#### Exercise brief
Your answer should repeat every line of the records below in which the word "const" appears.

BEGIN

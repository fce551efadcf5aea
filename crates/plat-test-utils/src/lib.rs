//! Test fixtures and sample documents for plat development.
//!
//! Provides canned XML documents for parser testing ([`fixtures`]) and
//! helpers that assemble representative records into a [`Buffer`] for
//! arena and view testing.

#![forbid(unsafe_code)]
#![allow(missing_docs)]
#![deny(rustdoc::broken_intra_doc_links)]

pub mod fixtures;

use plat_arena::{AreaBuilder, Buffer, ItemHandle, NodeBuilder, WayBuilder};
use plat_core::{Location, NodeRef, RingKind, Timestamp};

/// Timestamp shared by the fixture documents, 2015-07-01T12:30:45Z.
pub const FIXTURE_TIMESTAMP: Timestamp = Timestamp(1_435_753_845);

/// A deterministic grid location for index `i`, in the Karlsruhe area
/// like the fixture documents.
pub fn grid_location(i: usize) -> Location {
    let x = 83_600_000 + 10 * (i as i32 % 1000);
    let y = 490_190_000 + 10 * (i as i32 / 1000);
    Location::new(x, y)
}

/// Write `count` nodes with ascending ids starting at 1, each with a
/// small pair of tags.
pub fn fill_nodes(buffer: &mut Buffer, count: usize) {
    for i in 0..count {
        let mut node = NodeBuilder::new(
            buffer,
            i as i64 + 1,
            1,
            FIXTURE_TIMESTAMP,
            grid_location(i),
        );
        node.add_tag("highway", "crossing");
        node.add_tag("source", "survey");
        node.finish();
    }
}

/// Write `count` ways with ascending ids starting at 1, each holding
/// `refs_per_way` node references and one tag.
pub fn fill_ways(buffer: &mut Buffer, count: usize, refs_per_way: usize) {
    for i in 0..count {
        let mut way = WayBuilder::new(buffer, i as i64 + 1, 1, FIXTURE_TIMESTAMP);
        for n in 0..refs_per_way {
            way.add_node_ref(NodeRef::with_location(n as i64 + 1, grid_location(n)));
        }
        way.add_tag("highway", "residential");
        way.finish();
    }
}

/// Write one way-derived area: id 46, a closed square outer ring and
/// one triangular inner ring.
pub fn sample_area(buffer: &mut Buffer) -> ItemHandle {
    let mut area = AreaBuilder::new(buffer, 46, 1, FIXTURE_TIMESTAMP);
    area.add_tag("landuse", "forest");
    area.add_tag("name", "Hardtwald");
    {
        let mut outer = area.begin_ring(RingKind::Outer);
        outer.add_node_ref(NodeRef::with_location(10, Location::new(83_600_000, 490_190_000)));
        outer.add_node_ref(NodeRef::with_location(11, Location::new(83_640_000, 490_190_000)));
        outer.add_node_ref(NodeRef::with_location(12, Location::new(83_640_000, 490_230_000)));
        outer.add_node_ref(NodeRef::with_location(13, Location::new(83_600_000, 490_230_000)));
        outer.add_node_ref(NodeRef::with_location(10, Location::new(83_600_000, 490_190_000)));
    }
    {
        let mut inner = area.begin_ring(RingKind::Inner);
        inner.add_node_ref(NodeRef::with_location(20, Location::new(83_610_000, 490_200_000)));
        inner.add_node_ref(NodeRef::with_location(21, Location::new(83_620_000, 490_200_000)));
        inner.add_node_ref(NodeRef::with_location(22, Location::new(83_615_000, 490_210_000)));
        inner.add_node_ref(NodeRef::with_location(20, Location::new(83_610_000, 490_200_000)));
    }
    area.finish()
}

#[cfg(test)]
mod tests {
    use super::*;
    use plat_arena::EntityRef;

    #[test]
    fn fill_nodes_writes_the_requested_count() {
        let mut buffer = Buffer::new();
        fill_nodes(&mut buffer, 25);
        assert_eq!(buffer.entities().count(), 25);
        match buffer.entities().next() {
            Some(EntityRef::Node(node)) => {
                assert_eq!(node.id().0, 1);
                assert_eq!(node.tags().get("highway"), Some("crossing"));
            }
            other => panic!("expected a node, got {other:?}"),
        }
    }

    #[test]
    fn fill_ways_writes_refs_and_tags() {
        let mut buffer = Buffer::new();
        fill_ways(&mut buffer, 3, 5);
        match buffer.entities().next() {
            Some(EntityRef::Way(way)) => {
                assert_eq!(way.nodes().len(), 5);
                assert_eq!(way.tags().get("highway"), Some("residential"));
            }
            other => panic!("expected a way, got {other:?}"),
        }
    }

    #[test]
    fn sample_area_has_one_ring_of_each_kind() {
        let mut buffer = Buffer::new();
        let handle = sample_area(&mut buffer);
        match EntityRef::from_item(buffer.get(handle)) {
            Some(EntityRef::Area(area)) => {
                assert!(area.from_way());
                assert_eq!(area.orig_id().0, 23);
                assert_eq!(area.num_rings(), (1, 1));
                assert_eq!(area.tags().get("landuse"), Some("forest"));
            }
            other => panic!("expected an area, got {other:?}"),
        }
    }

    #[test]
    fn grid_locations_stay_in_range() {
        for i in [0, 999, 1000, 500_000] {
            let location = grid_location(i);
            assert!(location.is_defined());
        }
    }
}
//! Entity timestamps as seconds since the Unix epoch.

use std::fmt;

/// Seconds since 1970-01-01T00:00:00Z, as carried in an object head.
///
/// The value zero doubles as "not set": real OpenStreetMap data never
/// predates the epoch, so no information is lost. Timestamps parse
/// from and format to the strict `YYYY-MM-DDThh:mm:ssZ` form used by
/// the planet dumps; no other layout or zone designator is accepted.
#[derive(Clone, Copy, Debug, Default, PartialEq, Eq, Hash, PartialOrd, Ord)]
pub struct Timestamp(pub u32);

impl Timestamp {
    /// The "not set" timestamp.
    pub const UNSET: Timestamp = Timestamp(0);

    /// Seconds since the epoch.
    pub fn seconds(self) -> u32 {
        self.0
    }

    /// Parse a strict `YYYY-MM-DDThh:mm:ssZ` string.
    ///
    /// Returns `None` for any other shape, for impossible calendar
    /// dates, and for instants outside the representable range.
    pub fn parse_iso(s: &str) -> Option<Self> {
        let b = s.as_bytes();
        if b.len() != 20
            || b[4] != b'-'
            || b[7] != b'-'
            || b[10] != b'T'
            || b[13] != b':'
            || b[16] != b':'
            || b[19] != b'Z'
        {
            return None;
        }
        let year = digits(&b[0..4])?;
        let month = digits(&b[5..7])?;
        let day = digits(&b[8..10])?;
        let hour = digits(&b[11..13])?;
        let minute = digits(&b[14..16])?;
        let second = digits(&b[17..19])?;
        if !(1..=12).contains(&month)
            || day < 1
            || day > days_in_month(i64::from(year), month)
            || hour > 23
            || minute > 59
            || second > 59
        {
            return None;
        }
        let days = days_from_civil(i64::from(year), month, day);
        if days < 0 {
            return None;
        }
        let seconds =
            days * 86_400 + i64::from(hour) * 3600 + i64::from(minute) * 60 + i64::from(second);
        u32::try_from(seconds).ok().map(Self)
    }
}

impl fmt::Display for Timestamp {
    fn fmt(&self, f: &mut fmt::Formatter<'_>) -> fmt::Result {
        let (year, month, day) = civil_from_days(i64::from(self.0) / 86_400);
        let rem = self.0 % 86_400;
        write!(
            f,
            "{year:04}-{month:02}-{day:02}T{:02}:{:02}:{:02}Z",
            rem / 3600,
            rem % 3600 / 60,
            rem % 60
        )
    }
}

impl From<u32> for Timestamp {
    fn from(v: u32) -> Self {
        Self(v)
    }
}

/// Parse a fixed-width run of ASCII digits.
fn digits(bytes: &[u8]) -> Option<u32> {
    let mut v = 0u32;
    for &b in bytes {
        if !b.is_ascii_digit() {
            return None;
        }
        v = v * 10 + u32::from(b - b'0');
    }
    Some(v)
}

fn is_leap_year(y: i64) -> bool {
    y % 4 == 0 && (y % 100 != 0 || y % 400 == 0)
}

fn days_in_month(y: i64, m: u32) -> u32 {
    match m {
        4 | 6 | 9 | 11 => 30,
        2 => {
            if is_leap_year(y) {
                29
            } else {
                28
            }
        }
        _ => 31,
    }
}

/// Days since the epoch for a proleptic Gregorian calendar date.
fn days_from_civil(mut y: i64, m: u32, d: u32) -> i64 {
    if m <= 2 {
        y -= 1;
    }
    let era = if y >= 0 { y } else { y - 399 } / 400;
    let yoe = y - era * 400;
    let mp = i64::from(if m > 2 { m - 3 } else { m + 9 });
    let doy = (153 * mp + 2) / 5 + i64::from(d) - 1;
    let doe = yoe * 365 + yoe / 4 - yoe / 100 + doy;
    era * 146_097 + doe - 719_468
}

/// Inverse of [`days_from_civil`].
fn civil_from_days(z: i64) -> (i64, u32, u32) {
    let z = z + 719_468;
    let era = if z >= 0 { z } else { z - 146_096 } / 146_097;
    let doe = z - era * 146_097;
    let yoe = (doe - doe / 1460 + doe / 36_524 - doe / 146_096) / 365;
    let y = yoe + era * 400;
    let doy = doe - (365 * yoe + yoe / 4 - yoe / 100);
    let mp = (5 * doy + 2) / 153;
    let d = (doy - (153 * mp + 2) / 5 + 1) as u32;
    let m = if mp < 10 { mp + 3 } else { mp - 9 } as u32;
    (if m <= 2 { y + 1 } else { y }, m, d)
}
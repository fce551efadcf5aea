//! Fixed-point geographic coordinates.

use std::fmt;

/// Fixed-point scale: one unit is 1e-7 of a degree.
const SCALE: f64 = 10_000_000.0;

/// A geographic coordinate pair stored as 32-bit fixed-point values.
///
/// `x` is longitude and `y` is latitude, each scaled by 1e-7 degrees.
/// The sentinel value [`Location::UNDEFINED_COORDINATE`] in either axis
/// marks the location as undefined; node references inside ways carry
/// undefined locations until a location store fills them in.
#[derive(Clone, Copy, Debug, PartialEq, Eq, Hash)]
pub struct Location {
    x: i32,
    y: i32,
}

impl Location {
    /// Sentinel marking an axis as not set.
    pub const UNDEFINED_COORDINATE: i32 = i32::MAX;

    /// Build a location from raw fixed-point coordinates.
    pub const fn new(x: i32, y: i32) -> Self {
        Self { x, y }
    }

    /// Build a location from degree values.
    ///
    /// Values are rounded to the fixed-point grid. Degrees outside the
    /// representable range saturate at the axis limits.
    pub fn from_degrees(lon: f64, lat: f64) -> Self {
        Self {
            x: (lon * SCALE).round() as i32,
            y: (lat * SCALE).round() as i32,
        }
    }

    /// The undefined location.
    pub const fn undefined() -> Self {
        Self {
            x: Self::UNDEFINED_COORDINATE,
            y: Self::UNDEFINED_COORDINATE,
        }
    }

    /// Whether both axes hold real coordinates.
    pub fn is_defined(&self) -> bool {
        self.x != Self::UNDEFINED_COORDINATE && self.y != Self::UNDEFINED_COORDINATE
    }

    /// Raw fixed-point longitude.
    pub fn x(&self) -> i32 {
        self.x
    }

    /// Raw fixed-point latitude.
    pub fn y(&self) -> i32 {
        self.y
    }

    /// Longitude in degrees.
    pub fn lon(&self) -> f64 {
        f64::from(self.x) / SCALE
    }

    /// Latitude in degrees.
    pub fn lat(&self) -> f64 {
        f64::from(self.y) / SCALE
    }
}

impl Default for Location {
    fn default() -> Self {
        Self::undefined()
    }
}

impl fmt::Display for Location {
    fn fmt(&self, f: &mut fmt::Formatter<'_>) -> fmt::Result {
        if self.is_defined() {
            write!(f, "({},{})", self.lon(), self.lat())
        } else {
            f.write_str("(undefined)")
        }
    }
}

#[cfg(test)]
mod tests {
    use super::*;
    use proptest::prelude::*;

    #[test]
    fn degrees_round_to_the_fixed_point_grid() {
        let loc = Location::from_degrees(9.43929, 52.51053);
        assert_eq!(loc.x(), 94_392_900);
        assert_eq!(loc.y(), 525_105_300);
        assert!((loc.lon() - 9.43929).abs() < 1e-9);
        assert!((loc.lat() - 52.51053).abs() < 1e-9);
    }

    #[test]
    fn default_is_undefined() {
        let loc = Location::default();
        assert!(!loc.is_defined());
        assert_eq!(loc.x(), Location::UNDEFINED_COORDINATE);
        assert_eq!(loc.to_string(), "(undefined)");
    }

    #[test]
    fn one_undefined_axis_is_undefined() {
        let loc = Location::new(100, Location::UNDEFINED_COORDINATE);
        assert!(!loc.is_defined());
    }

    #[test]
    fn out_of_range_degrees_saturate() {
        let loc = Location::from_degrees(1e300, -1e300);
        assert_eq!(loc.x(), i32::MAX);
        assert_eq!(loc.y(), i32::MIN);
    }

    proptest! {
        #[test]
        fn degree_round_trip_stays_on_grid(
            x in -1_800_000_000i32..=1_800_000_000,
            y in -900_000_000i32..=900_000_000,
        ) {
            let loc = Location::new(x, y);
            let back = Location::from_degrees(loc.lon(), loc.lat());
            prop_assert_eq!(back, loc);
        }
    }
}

END

#### Result of the task
pub const FIXTURE_TIMESTAMP: Timestamp = Timestamp(1_435_753_845);
    pub const UNSET: Timestamp = Timestamp(0);
const SCALE: f64 = 10_000_000.0;
    pub const UNDEFINED_COORDINATE: i32 = i32::MAX;
    pub const fn new(x: i32, y: i32) -> Self {
    pub const fn undefined() -> Self {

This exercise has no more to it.